# Saving router settings on UPC broadband.



## GuitarDave (31 Aug 2011)

UPC supplied me with a cisco router to use with their broadband service. Everytime I log in to the routers IP and change settings like initial login password, IP lease time, SSID and WPA key the changes only last until the next time the routers turned off.

Anybody else experiencing the same problems or know how to actually save these settings as the save/apply option doesn't seem to have any effect.


----------



## Guest125 (7 Sep 2011)

Don't take this the wrong way but why do you need to turn off the router? Are you unplugging it completely?


----------



## GuitarDave (8 Sep 2011)

Yes i unplug it at night and if we're all going out.

After a couple of calls to UPC it turns out it may well be a faulty router as I've tried numerous different things they've advised me to do but to no avail.


----------



## Complainer (8 Sep 2011)

Sounds like a faulty router. Don't forget that if you use their phone service, you lose this service when the router turns off. Don't want you to be trying to ring 999 in the middle of the night with no router!


----------



## SparkRite (8 Sep 2011)

GuitarDave said:


> Yes i unplug it at night and if we're all going out.
> 
> After a couple of calls to UPC it turns out it may well be a faulty router as I've tried numerous different things they've advised me to do but to no avail.
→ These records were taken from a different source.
//! Schema definitions and migration runner for SurrealDB.
//!
//! All table definitions use SCHEMAFULL mode for data integrity.
//! UUIDs are stored as strings. Enums are stored as strings with
//! ASSERT constraints for validation. Embedded documents (addresses,
//! line items, prices) keep the camelCase keys of their API form and
//! have every nested field declared.

use surrealdb::{Connection, Surreal};
use surrealdb_types::SurrealValue;
use tracing::info;

use crate::error::DbError;

// -----------------------------------------------------------------------
// Migration tracking
// -----------------------------------------------------------------------

const MIGRATION_TABLE_DDL: &str = "\
DEFINE TABLE IF NOT EXISTS _migration SCHEMAFULL;
DEFINE FIELD IF NOT EXISTS version ON TABLE _migration TYPE int;
DEFINE FIELD IF NOT EXISTS name ON TABLE _migration TYPE string;
DEFINE FIELD IF NOT EXISTS applied_at ON TABLE _migration TYPE datetime \
    DEFAULT time::now();
DEFINE INDEX IF NOT EXISTS idx_migration_version ON TABLE _migration \
    COLUMNS version UNIQUE;
";

#[derive(Debug, SurrealValue)]
struct MigrationRecord {
    version: u32,
    #[allow(dead_code)]
    name: String,
}

struct Migration {
    version: u32,
    name: &'static str,
    sql: &'static str,
}

static MIGRATIONS: &[Migration] = &[Migration {
    version: 1,
    name: "initial_schema",
    sql: SCHEMA_V1,
}];

// -----------------------------------------------------------------------
// Schema v1
// -----------------------------------------------------------------------

const SCHEMA_V1: &str = "\
-- =======================================================================
-- Users
-- =======================================================================
DEFINE TABLE user SCHEMAFULL;
DEFINE FIELD full_name ON TABLE user TYPE string \
    ASSERT string::len($value) > 0;
DEFINE FIELD email ON TABLE user TYPE string \
    ASSERT string::is_email($value);
DEFINE FIELD phone ON TABLE user TYPE option<string>;
DEFINE FIELD password_hash ON TABLE user TYPE string;
DEFINE FIELD avatar_public_id ON TABLE user TYPE option<string>;
DEFINE FIELD avatar_url ON TABLE user TYPE option<string>;
DEFINE FIELD role ON TABLE user TYPE string \
    ASSERT $value IN ['user', 'admin'];
DEFINE FIELD refresh_token ON TABLE user TYPE option<string>;
DEFINE FIELD reset_password_token ON TABLE user TYPE option<string>;
DEFINE FIELD reset_password_expires_at ON TABLE user \
    TYPE option<datetime>;
DEFINE FIELD created_at ON TABLE user TYPE datetime \
    DEFAULT time::now();
DEFINE FIELD updated_at ON TABLE user TYPE datetime \
    DEFAULT time::now();
DEFINE INDEX idx_user_email ON TABLE user COLUMNS email UNIQUE;
DEFINE INDEX idx_user_reset_token ON TABLE user \
    COLUMNS reset_password_token;

-- =======================================================================
-- Products
-- =======================================================================
DEFINE TABLE product SCHEMAFULL;
DEFINE FIELD name ON TABLE product TYPE string \
    ASSERT string::len($value) > 0;
DEFINE FIELD slug ON TABLE product TYPE string;
DEFINE FIELD description ON TABLE product TYPE string;
DEFINE FIELD brand ON TABLE product TYPE string DEFAULT 'Generic';
DEFINE FIELD price ON TABLE product TYPE float \
    ASSERT $value >= 0 AND $value <= 9999999;
DEFINE FIELD images ON TABLE product TYPE array DEFAULT [];
DEFINE FIELD images.* ON TABLE product TYPE object;
DEFINE FIELD images.*.public_id ON TABLE product TYPE string;
DEFINE FIELD images.*.url ON TABLE product TYPE string;
DEFINE FIELD images.*.kind ON TABLE product TYPE string \
    ASSERT $value IN ['image', 'video'];
DEFINE FIELD category ON TABLE product TYPE string \
    ASSERT $value IN ['Electronics', 'Clothes', 'Shoes', 'Sports', \
    'Vehicle', 'Other'];
DEFINE FIELD tags ON TABLE product TYPE array DEFAULT [];
DEFINE FIELD tags.* ON TABLE product TYPE string;
DEFINE FIELD stock ON TABLE product TYPE int DEFAULT 1 \
    ASSERT $value >= 0;
DEFINE FIELD average_rating ON TABLE product TYPE float DEFAULT 0.0 \
    ASSERT $value >= 0 AND $value <= 5;
DEFINE FIELD reviews_count ON TABLE product TYPE int DEFAULT 0;
DEFINE FIELD owner_id ON TABLE product TYPE string;
DEFINE FIELD created_at ON TABLE product TYPE datetime \
    DEFAULT time::now();
DEFINE FIELD updated_at ON TABLE product TYPE datetime \
    DEFAULT time::now();
DEFINE INDEX idx_product_slug ON TABLE product COLUMNS slug UNIQUE;
DEFINE INDEX idx_product_category ON TABLE product COLUMNS category;
DEFINE INDEX idx_product_price ON TABLE product COLUMNS price;

-- =======================================================================
-- Reviews
-- =======================================================================
DEFINE TABLE review SCHEMAFULL;
DEFINE FIELD product_id ON TABLE review TYPE string;
DEFINE FIELD user_id ON TABLE review TYPE string;
DEFINE FIELD rating ON TABLE review TYPE int \
    ASSERT $value >= 1 AND $value <= 5;
DEFINE FIELD comment ON TABLE review TYPE string;
DEFINE FIELD created_at ON TABLE review TYPE datetime \
    DEFAULT time::now();
DEFINE FIELD updated_at ON TABLE review TYPE datetime \
    DEFAULT time::now();
DEFINE INDEX idx_review_product_user ON TABLE review \
    COLUMNS product_id, user_id UNIQUE;

-- =======================================================================
-- Orders
-- =======================================================================
DEFINE TABLE customer_order SCHEMAFULL;
DEFINE FIELD user_id ON TABLE customer_order TYPE string;
DEFINE FIELD shipping_address ON TABLE customer_order TYPE object;
DEFINE FIELD shipping_address.fullName ON TABLE customer_order \
    TYPE string;
DEFINE FIELD shipping_address.phone ON TABLE customer_order TYPE string;
DEFINE FIELD shipping_address.street ON TABLE customer_order TYPE string;
DEFINE FIELD shipping_address.city ON TABLE customer_order TYPE string;
DEFINE FIELD shipping_address.state ON TABLE customer_order TYPE string;
DEFINE FIELD shipping_address.country ON TABLE customer_order \
    TYPE string;
DEFINE FIELD shipping_address.postalCode ON TABLE customer_order \
    TYPE string;
DEFINE FIELD items ON TABLE customer_order TYPE array \
    ASSERT array::len($value) > 0;
DEFINE FIELD items.* ON TABLE customer_order TYPE object;
DEFINE FIELD items.*.productId ON TABLE customer_order TYPE string;
DEFINE FIELD items.*.name ON TABLE customer_order TYPE string;
DEFINE FIELD items.*.price ON TABLE customer_order TYPE number;
DEFINE FIELD items.*.image ON TABLE customer_order TYPE option<string>;
DEFINE FIELD items.*.quantity ON TABLE customer_order TYPE int \
    ASSERT $value >= 1;
DEFINE FIELD prices ON TABLE customer_order TYPE object;
DEFINE FIELD prices.itemsPrice ON TABLE customer_order TYPE number;
DEFINE FIELD prices.taxPrice ON TABLE customer_order TYPE number;
DEFINE FIELD prices.shippingPrice ON TABLE customer_order TYPE number;
DEFINE FIELD prices.totalPrice ON TABLE customer_order TYPE number;
DEFINE FIELD order_status ON TABLE customer_order TYPE string \
    ASSERT $value IN ['pending', 'processing', 'packed', 'shipped', \
    'delivered', 'cancelled', 'refunded'];
DEFINE FIELD payment_id ON TABLE customer_order TYPE option<string>;
DEFINE FIELD payment_status ON TABLE customer_order TYPE string \
    ASSERT $value IN ['created', 'paid', 'failed'];
DEFINE FIELD is_paid ON TABLE customer_order TYPE bool DEFAULT false;
DEFINE FIELD paid_at ON TABLE customer_order TYPE option<datetime>;
DEFINE FIELD delivered_at ON TABLE customer_order \
    TYPE option<datetime>;
DEFINE FIELD created_at ON TABLE customer_order TYPE datetime \
    DEFAULT time::now();
DEFINE FIELD updated_at ON TABLE customer_order TYPE datetime \
    DEFAULT time::now();
DEFINE INDEX idx_order_user ON TABLE customer_order COLUMNS user_id;
";

// -----------------------------------------------------------------------
// Public API
// -----------------------------------------------------------------------

/// Run all pending migrations against the given SurrealDB client.
///
/// Creates a `_migration` tracking table on first run, then applies
/// each migration whose version exceeds the current maximum.
pub async fn run_migrations<C: Connection>(db: &Surreal<C>) -> Result<(), DbError> {
    db.query(MIGRATION_TABLE_DDL)
        .await?
        .check()
        .map_err(|e| DbError::Migration(e.to_string()))?;

    let mut result = db
        .query("SELECT * FROM _migration ORDER BY version DESC LIMIT 1")
        .await?;
    let records: Vec<MigrationRecord> = result.take(0)?;
    let current_version = records.first().map(|m| m.version).unwrap_or(0);

    for migration in MIGRATIONS {
        if migration.version > current_version {
            info!(
                version = migration.version,
                name = migration.name,
                "Applying migration"
            );
            db.query(migration.sql).await?.check().map_err(|e| {
                DbError::Migration(format!(
                    "Migration v{} '{}' failed: {}",
                    migration.version, migration.name, e,
                ))
            })?;

            db.query(
                "CREATE _migration SET version = $version, \
                 name = $name",
            )
            .bind(("version", migration.version))
            .bind(("name", migration.name))
            .await?
            .check()
            .map_err(|e| {
                DbError::Migration(format!(
                    "Failed to record migration v{}: {}",
                    migration.version, e,
                ))
            })?;

            info!(
                version = migration.version,
                "Migration applied successfully"
            );
        }
    }

    Ok(())
}

/// Returns the raw schema DDL for version 1.
pub fn schema_v1() -> &'static str {
    SCHEMA_V1
}
//! Account management: self-service profile edits and the
//! administrator's user directory.

use shopfront_core::error::{ShopError, ShopResult};
use shopfront_core::models::media::ImageRef;
use shopfront_core::models::user::{CreateUser, Role, UpdateUser, User, normalize_email};
use shopfront_core::repository::{PaginatedResult, Pagination, UserRepository};
use tracing::info;
use uuid::Uuid;

/// Fields a user may change on their own profile.
#[derive(Debug, Clone, Default)]
pub struct ProfileUpdate {
    pub full_name: Option<String>,
    pub email: Option<String>,
    pub phone: Option<String>,
    pub avatar: Option<ImageRef>,
}

pub struct AccountService<U: UserRepository> {
    user_repo: U,
}

impl<U: UserRepository> AccountService<U> {
    pub fn new(user_repo: U) -> Self {
        Self { user_repo }
    }

    pub async fn profile(&self, user_id: Uuid) -> ShopResult<User> {
        self.user_repo.get_by_id(user_id).await
    }

    /// Apply a profile update. Returns the updated user and the avatar it
    /// replaced, if any, so the caller can discard the old media.
    pub async fn update_profile(
        &self,
        user_id: Uuid,
        update: ProfileUpdate,
    ) -> ShopResult<(User, Option<ImageRef>)> {
        let current = self.user_repo.get_by_id(user_id).await?;

        let full_name = update
            .full_name
            .map(|n| n.trim().to_string())
            .filter(|n| !n.is_empty());
        let email = update.email.map(|e| normalize_email(&e)).filter(|e| !e.is_empty());
        if email.as_ref().is_some_and(|e| !e.contains('@')) {
            return Err(ShopError::validation("Please provide a valid email"));
        }
        let phone = update.phone.filter(|p| !p.trim().is_empty());
        let replaced = match &update.avatar {
            Some(_) => current.avatar.clone(),
            None => None,
        };

        let changes = UpdateUser {
            full_name,
            email,
            phone,
            avatar: update.avatar,
            ..Default::default()
        };
        if changes.is_empty() {
            return Ok((current, None));
        }

        let user = self
            .user_repo
            .update(user_id, changes)
            .await
            .map_err(|e| match e {
                ShopError::AlreadyExists { .. } => ShopError::AlreadyExists {
                    entity: "User with this email".into(),
                },
                other => other,
            })?;
        Ok((user, replaced))
    }

    pub async fn list_users(&self, pagination: Pagination) -> ShopResult<PaginatedResult<User>> {
        self.user_repo.list(pagination).await
    }

    pub async fn get_user(&self, user_id: Uuid) -> ShopResult<User> {
        self.user_repo.get_by_id(user_id).await
    }

    /// Change a user's role. `role` is the raw value from the request.
    pub async fn update_role(&self, user_id: Uuid, role: Option<&str>) -> ShopResult<User> {
        let role = match role.map(str::trim).filter(|r| !r.is_empty()) {
            Some(r) => r.parse::<Role>().map_err(ShopError::validation)?,
            None => return Err(ShopError::validation("Please select a role (user or admin)")),
        };

        self.user_repo.get_by_id(user_id).await?;
        let user = self
            .user_repo
            .update(
                user_id,
                UpdateUser {
                    role: Some(role),
                    ..Default::default()
                },
            )
            .await?;
        info!(user_id = %user_id, role = %role, "User role updated");
        Ok(user)
    }

    /// Remove an account. Returns the removed user so its avatar can be
    /// discarded.
    pub async fn delete_user(&self, user_id: Uuid) -> ShopResult<User> {
        let user = self.user_repo.delete(user_id).await?;
        info!(user_id = %user_id, "User deleted");
        Ok(user)
    }

    /// Make sure an administrator account exists for `email`, creating it
    /// or promoting the existing account.
    pub async fn ensure_admin(
        &self,
        email: &str,
        password: &str,
        full_name: &str,
    ) -> ShopResult<User> {
        match self.user_repo.get_by_email(email).await {
            Ok(user) if user.role == Role::Admin => Ok(user),
            Ok(user) => {
                info!(user_id = %user.id, "Promoting bootstrap administrator");
                self.user_repo
                    .update(
                        user.id,
                        UpdateUser {
                            role: Some(Role::Admin),
                            ..Default::default()
                        },
                    )
                    .await
            }
            Err(ShopError::NotFound { .. }) => {
                let user = self
                    .user_repo
                    .create(CreateUser {
                        full_name: full_name.to_string(),
                        email: email.to_string(),
                        phone: None,
                        password: password.to_string(),
                        avatar: None,
                        role: Role::Admin,
                    })
                    .await?;
                info!(user_id = %user.id, "Bootstrap administrator created");
                Ok(user)
            }
            Err(e) => Err(e),
        }
    }
}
I understood that their last router firmware update remedied this problem.


----------



## GuitarDave (8 Sep 2011)

SparkRite said:


> I understood that their last router firmware update remedied this problem.


 
Thats what I was told by UPC but after updating the firmware the situation is still the same. Although, with the new firmware the settings DID stay for about two days & survive about 4 reboots before resetting back to default again.


----------